第7話 地元で買った中古車を東京でも乗り続けているオレは


 東京の何とか学園という町にオレは住んでいた。そして上田美穂がいる成増まで、バイクで十分ほど走った。地元で買った中古車を東京でも乗り続けているオレは、意外といい奴なのかもしれない。TWのバイクを駅近に置いて、お茶しながら日が暮れるのを待つ。

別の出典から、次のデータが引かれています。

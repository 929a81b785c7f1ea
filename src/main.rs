//! Rolling Ball headless runner
//!
//! Plays one level with the given equations and reports the outcome.
//!
//! Usage: `rolling-ball <level-id | level.json> <EXPR[;CONDITION]>...`

use std::process::ExitCode;

use rolling_ball::consts::SIM_DT;
use rolling_ball::{LevelBlueprint, RoundEnd, Simulator, parse};

/// Give up on rounds that neither win nor lose within this many seconds
const MAX_ROUND_SECS: f64 = 120.0;

fn main() -> ExitCode {
    env_logger::init();

    let args: Vec<String> = std::env::args().skip(1).collect();
    let Some((level_arg, equations)) = args.split_first() else {
        eprintln!("Usage: rolling-ball <level-id | level.json> <EXPR[;CONDITION]>...");
        return ExitCode::from(2);
    };

    let blueprint = match load_level(level_arg) {
        Ok(blueprint) => blueprint,
        Err(message) => {
            eprintln!("{message}");
            return ExitCode::from(2);
        }
    };
    log::info!("Playing {} (id {})", blueprint.name, blueprint.id);

    let mut sim = Simulator::new(blueprint.instantiate(), |_, _| {});
    let mut num_equations = 0;
    for equation in equations {
        let (expression, condition) = equation
            .split_once(';')
            .unwrap_or((equation.as_str(), ""));
        match parse(expression, condition) {
            Ok(Some(function)) => {
                sim.add_graph(function);
                num_equations += 1;
            }
            Ok(None) => log::debug!("Skipping empty equation"),
            Err(e) => {
                eprintln!("Syntax error in '{equation}': {e}");
                return ExitCode::from(2);
            }
        }
    }

    sim.toggle_playing();
    let max_ticks = (MAX_ROUND_SECS / SIM_DT).ceil() as u32;
    let outcome = (0..max_ticks).find_map(|_| sim.update());

    match outcome {
        Some(RoundEnd {
            won: true,
            elapsed_secs,
        }) => {
            let score = blueprint.score(num_equations, elapsed_secs);
            println!("Won in {elapsed_secs:.2}s with {num_equations} equation(s)");
            println!("Score: {:.0}%", score * 100.0);
            ExitCode::SUCCESS
        }
        Some(RoundEnd {
            won: false,
            elapsed_secs,
        }) => {
            let (x, y) = sim.ball_position();
            println!("Lost after {elapsed_secs:.2}s at ({x:.2}, {y:.2})");
            ExitCode::FAILURE
        }
        None => {
            println!("No result after {MAX_ROUND_SECS:.0}s");
            ExitCode::FAILURE
        }
    }
}

/// A built-in level id or a path to a JSON blueprint
fn load_level(arg: &str) -> Result<LevelBlueprint, String> {
    if let Ok(id) = arg.parse::<u32>() {
        return LevelBlueprint::by_id(id).ok_or_else(|| format!("No built-in level with id {id}"));
    }

    let json = std::fs::read_to_string(arg).map_err(|e| format!("Cannot read {arg}: {e}"))?;
    LevelBlueprint::from_json(&json).map_err(|e| format!("Invalid level file {arg}: {e}"))
}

ミスター・ドーナツなんかで、フレンチクルーラーを食べながら。


 日がまた暮れる。夜のヴァンパイアよろしく、オレは成増を歩き回る。熟女パブなんかのネオンが光っている。よく考えると、オレはこの駅前で今の部屋を見つけたのだ。不動産屋さんの女性は若く魅力的で、部屋が決まった後もオレはメールをしたりした。でも返事はない。ある日、オレが店に行ってみる。「彼女は?」「辞めました。」と平凡な東京男が答える。そうですか、オレは無愛想にドアを閉めた。それが東京の挨拶代りってわけだ。


「それで?」って妻は聞く。

「それでって?」と私はノートに書く。

「続き。」と妻が言う。

「ああ、考え中。」と私が書くと、妻は首を振る。

「考えなくても、いいんじゃない。」と彼女は言う。

「なんで?」私は書く。

「事実なんでしょ。」と妻。

「ま、そうだけど…」と私はノートに書く。

「バカ。」と言って妻は笑いながら向こうに行ってしまう。